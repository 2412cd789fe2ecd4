//! In-memory storage, for tests and throwaway servers.

use std::collections::HashMap;

use async_trait::async_trait;

use super::trait_::{RecordKind, Result, Storage};

/// Volatile storage keeping every record in a map.
#[derive(Debug, Default, Clone)]
pub struct MemoryStorage {
    records: HashMap<(RecordKind, String), String>,
}

impl MemoryStorage {
    /// Create empty storage.
    pub fn new() -> Self {
        Self::default()
    }

    /// Number of records held, across all kinds.
    pub fn len(&self) -> usize {
        self.records.len()
    }

    /// Whether nothing is stored.
    pub fn is_empty(&self) -> bool {
        self.records.is_empty()
    }
}

#[async_trait]
impl Storage for MemoryStorage {
    async fn put_record(&mut self, kind: RecordKind, id: &str, json: String) -> Result<()> {
        self.records.insert((kind, id.to_string()), json);
        Ok(())
    }

    async fn get_record(&self, kind: RecordKind, id: &str) -> Result<Option<String>> {
        Ok(self.records.get(&(kind, id.to_string())).cloned())
    }

    async fn scan_records(&self, kind: RecordKind) -> Result<Vec<String>> {
        Ok(self
            .records
            .iter()
            .filter(|((k, _), _)| *k == kind)
            .map(|(_, json)| json.clone())
            .collect())
    }

    async fn remove_record(&mut self, kind: RecordKind, id: &str) -> Result<bool> {
        Ok(self.records.remove(&(kind, id.to_string())).is_some())
    }

    async fn commit(&mut self, _message: &str) -> Result<()> {
        Ok(())
    }

    async fn rollback(&mut self) -> Result<()> {
        Ok(())
    }
}

#[cfg(test)]
mod tests {
    use super::*;
    use buildwise_core::{Project, ProjectMember, User, UserRole};

    #[tokio::test]
    async fn test_members_are_scoped_to_their_project() {
        let mut storage = MemoryStorage::new();
        let user = User::new("m@site.test", None, UserRole::Foreman);
        let a = Project::new("A", user.id);
        let b = Project::new("B", user.id);

        storage.save_project_member(&ProjectMember::new(a.id, user.id)).await.unwrap();
        storage.save_project_member(&ProjectMember::new(b.id, user.id)).await.unwrap();

        let members = storage.list_project_members(a.id).await.unwrap();
        assert_eq!(members.len(), 1);
        assert_eq!(members[0].project_id, a.id);
        assert_eq!(storage.len(), 2);
    }
}
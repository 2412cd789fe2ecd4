//! HTTP API for Buildwise.
//!
//! Handlers are plain async functions over [`AppState`]; [`router`] wires
//! them to their paths.

#![warn(missing_docs)]

pub mod config;
pub mod error;
pub mod routes;
pub mod seed;
pub mod state;
pub mod views;

pub use config::{Backend, ServerConfig};
pub use error::ApiError;
pub use routes::router;
pub use state::AppState;
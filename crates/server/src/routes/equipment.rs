//! `/equipment` handlers.

use axum::body::Bytes;
use axum::extract::rejection::QueryRejection;
use axum::extract::{Path, Query, State};
use axum::http::StatusCode;
use axum::Json;
use buildwise_core::{
    Equipment, EquipmentFilter, EquipmentId, EquipmentStatus, EquipmentType, MaintenanceRecord,
    MaintenanceRecordId, ProjectId, Time, UserId,
};
use serde::Deserialize;
use tracing::{debug, info};

use super::{discard_partial, parse_body, parse_id};
use crate::error::{ApiError, ApiResult};
use crate::state::AppState;
use crate::views::{EquipmentView, Message, LISTED_MAINTENANCE_RECORDS};

/// Editable equipment fields, shared by create and update.
///
/// On update, `name`, `type` and `status` keep their value when absent;
/// every other field is replaced, so leaving one out clears it.
#[derive(Debug, Deserialize)]
#[serde(rename_all = "camelCase")]
pub struct EquipmentFields {
    name: Option<String>,
    #[serde(rename = "type")]
    equipment_type: Option<EquipmentType>,
    status: Option<EquipmentStatus>,
    model: Option<String>,
    serial_number: Option<String>,
    purchase_date: Option<Time>,
    purchase_price: Option<f64>,
    hourly_rate: Option<f64>,
    daily_rate: Option<f64>,
    last_maintenance: Option<Time>,
    next_maintenance: Option<Time>,
    location: Option<String>,
    notes: Option<String>,
    project_id: Option<ProjectId>,
    operator_id: Option<UserId>,
}

impl EquipmentFields {
    fn apply(self, equipment: &mut Equipment, now: Time) {
        if let Some(name) = self.name {
            equipment.name = name;
        }
        if let Some(equipment_type) = self.equipment_type {
            equipment.equipment_type = equipment_type;
        }
        if let Some(status) = self.status {
            equipment.status = status;
        }
        equipment.model = self.model;
        equipment.serial_number = self.serial_number;
        equipment.purchase_date = self.purchase_date;
        equipment.purchase_price = self.purchase_price;
        equipment.hourly_rate = self.hourly_rate;
        equipment.daily_rate = self.daily_rate;
        equipment.last_maintenance = self.last_maintenance;
        equipment.next_maintenance = self.next_maintenance;
        equipment.location = self.location;
        equipment.notes = self.notes;
        equipment.project_id = self.project_id;
        equipment.operator_id = self.operator_id;
        equipment.updated_at = now;
    }
}

/// Body of `POST /equipment/{id}/maintenance`.
#[derive(Debug, Deserialize)]
#[serde(rename_all = "camelCase")]
pub struct NewMaintenance {
    #[serde(rename = "type")]
    maintenance_type: String,
    description: String,
    cost: Option<f64>,
    performed_at: Option<Time>,
    performed_by: Option<String>,
    next_due: Option<Time>,
}

/// `GET /equipment`, optionally filtered by `status` and `type`.
///
/// Each entry carries its ten most recent maintenance records.
pub async fn list_equipment(
    State(state): State<AppState>,
    query: Result<Query<EquipmentFilter>, QueryRejection>,
) -> ApiResult<Json<Vec<EquipmentView>>> {
    const FAILURE: &str = "Failed to fetch equipment";
    let Query(filter) = query.map_err(|e| ApiError::BadRequest(e.body_text()))?;

    let storage = state.read().await;
    let now = chrono::Utc::now();
    let equipment = storage.list_equipment(&filter).await.map_err(ApiError::internal(FAILURE))?;

    let mut views = Vec::with_capacity(equipment.len());
    for item in equipment {
        views.push(
            EquipmentView::load(&**storage, item, Some(LISTED_MAINTENANCE_RECORDS), now)
                .await
                .map_err(ApiError::internal(FAILURE))?,
        );
    }
    debug!("Listed {} pieces of equipment", views.len());
    Ok(Json(views))
}

/// `POST /equipment`: registered as `AVAILABLE` unless a status is given.
pub async fn create_equipment(
    State(state): State<AppState>,
    body: Bytes,
) -> ApiResult<(StatusCode, Json<EquipmentView>)> {
    const FAILURE: &str = "Failed to create equipment";
    let fields: EquipmentFields = parse_body(&body, FAILURE)?;
    let (Some(name), Some(equipment_type)) = (fields.name.clone(), fields.equipment_type) else {
        return Err(ApiError::internal(FAILURE)("name and type are required"));
    };

    let mut storage = state.write().await;
    let mut equipment = Equipment::new(name, equipment_type);
    let now = equipment.created_at;
    fields.apply(&mut equipment, now);

    storage.save_equipment(&equipment).await.map_err(ApiError::internal(FAILURE))?;
    storage
        .commit(&format!("Create equipment {}", equipment.id))
        .await
        .map_err(ApiError::internal(FAILURE))?;

    info!("Registered equipment {} ({})", equipment.id, equipment.name);
    let view = EquipmentView::load(&**storage, equipment, Some(LISTED_MAINTENANCE_RECORDS), now)
        .await
        .map_err(ApiError::internal(FAILURE))?;
    Ok((StatusCode::CREATED, Json(view)))
}

/// `GET /equipment/{id}` with the full maintenance history.
pub async fn get_equipment(
    State(state): State<AppState>,
    Path(id): Path<String>,
) -> ApiResult<Json<EquipmentView>> {
    const FAILURE: &str = "Failed to fetch equipment";
    let id: EquipmentId = parse_id(&id, "Equipment not found")?;

    let storage = state.read().await;
    let Some(equipment) = storage.load_equipment(id).await.map_err(ApiError::internal(FAILURE))? else {
        return Err(ApiError::not_found("Equipment not found"));
    };
    let view = EquipmentView::load(&**storage, equipment, None, chrono::Utc::now())
        .await
        .map_err(ApiError::internal(FAILURE))?;
    Ok(Json(view))
}

/// `PUT /equipment/{id}`
pub async fn update_equipment(
    State(state): State<AppState>,
    Path(id): Path<String>,
    body: Bytes,
) -> ApiResult<Json<EquipmentView>> {
    const FAILURE: &str = "Failed to update equipment";
    let id: EquipmentId = parse_id(&id, "Equipment not found")?;
    let fields: EquipmentFields = parse_body(&body, FAILURE)?;

    let mut storage = state.write().await;
    let Some(mut equipment) = storage.load_equipment(id).await.map_err(ApiError::internal(FAILURE))? else {
        return Err(ApiError::not_found("Equipment not found"));
    };

    let now = chrono::Utc::now();
    fields.apply(&mut equipment, now);
    storage.save_equipment(&equipment).await.map_err(ApiError::internal(FAILURE))?;
    storage
        .commit(&format!("Update equipment {}", id))
        .await
        .map_err(ApiError::internal(FAILURE))?;

    info!("Updated equipment {} -> {:?}", id, equipment.status);
    let view = EquipmentView::load(&**storage, equipment, None, now)
        .await
        .map_err(ApiError::internal(FAILURE))?;
    Ok(Json(view))
}

/// `DELETE /equipment/{id}`: the maintenance history goes with it.
pub async fn delete_equipment(
    State(state): State<AppState>,
    Path(id): Path<String>,
) -> ApiResult<Json<Message>> {
    const FAILURE: &str = "Failed to delete equipment";
    let id: EquipmentId = parse_id(&id, "Equipment not found")?;

    let mut storage = state.write().await;
    if !storage.delete_equipment(id).await.map_err(ApiError::internal(FAILURE))? {
        return Err(ApiError::not_found("Equipment not found"));
    }
    storage
        .commit(&format!("Delete equipment {}", id))
        .await
        .map_err(ApiError::internal(FAILURE))?;

    info!("Deleted equipment {}", id);
    Ok(Json(Message::new("Equipment deleted successfully")))
}

/// `POST /equipment/{id}/maintenance`
///
/// Logs a service and moves the equipment's `lastMaintenance` forward to
/// it; a given `nextDue` becomes the new `nextMaintenance`.
pub async fn record_maintenance(
    State(state): State<AppState>,
    Path(id): Path<String>,
    body: Bytes,
) -> ApiResult<(StatusCode, Json<MaintenanceRecord>)> {
    const FAILURE: &str = "Failed to record maintenance";
    let id: EquipmentId = parse_id(&id, "Equipment not found")?;
    let req: NewMaintenance = parse_body(&body, FAILURE)?;

    let mut storage = state.write().await;
    let Some(mut equipment) = storage.load_equipment(id).await.map_err(ApiError::internal(FAILURE))? else {
        return Err(ApiError::not_found("Equipment not found"));
    };

    let before = equipment.clone();
    let now = chrono::Utc::now();
    let record = MaintenanceRecord {
        id: MaintenanceRecordId::new(),
        equipment_id: id,
        maintenance_type: req.maintenance_type,
        description: req.description,
        cost: req.cost,
        performed_at: req.performed_at.unwrap_or(now),
        performed_by: req.performed_by,
        next_due: req.next_due,
    };

    if equipment.last_maintenance.map_or(true, |last| last < record.performed_at) {
        equipment.last_maintenance = Some(record.performed_at);
    }
    if record.next_due.is_some() {
        equipment.next_maintenance = record.next_due;
    }
    equipment.updated_at = now;

    storage.save_equipment(&equipment).await.map_err(ApiError::internal(FAILURE))?;
    if let Err(e) = storage.save_maintenance_record(&record).await {
        let undo = storage.save_equipment(&before).await;
        discard_partial(&mut **storage, "maintenance record", undo).await;
        return Err(ApiError::internal(FAILURE)(e));
    }
    storage
        .commit(&format!("Record maintenance on {}", id))
        .await
        .map_err(ApiError::internal(FAILURE))?;

    info!("Recorded {} on equipment {}", record.maintenance_type, id);
    Ok((StatusCode::CREATED, Json(record)))
}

▶ _Exercise aim_
Which lines of the data contain "const"? Copy them all.

▶ _Answer area_
    const FAILURE: &str = "Failed to fetch equipment";
    const FAILURE: &str = "Failed to create equipment";
    const FAILURE: &str = "Failed to fetch equipment";
    const FAILURE: &str = "Failed to update equipment";
    const FAILURE: &str = "Failed to delete equipment";
    const FAILURE: &str = "Failed to record maintenance";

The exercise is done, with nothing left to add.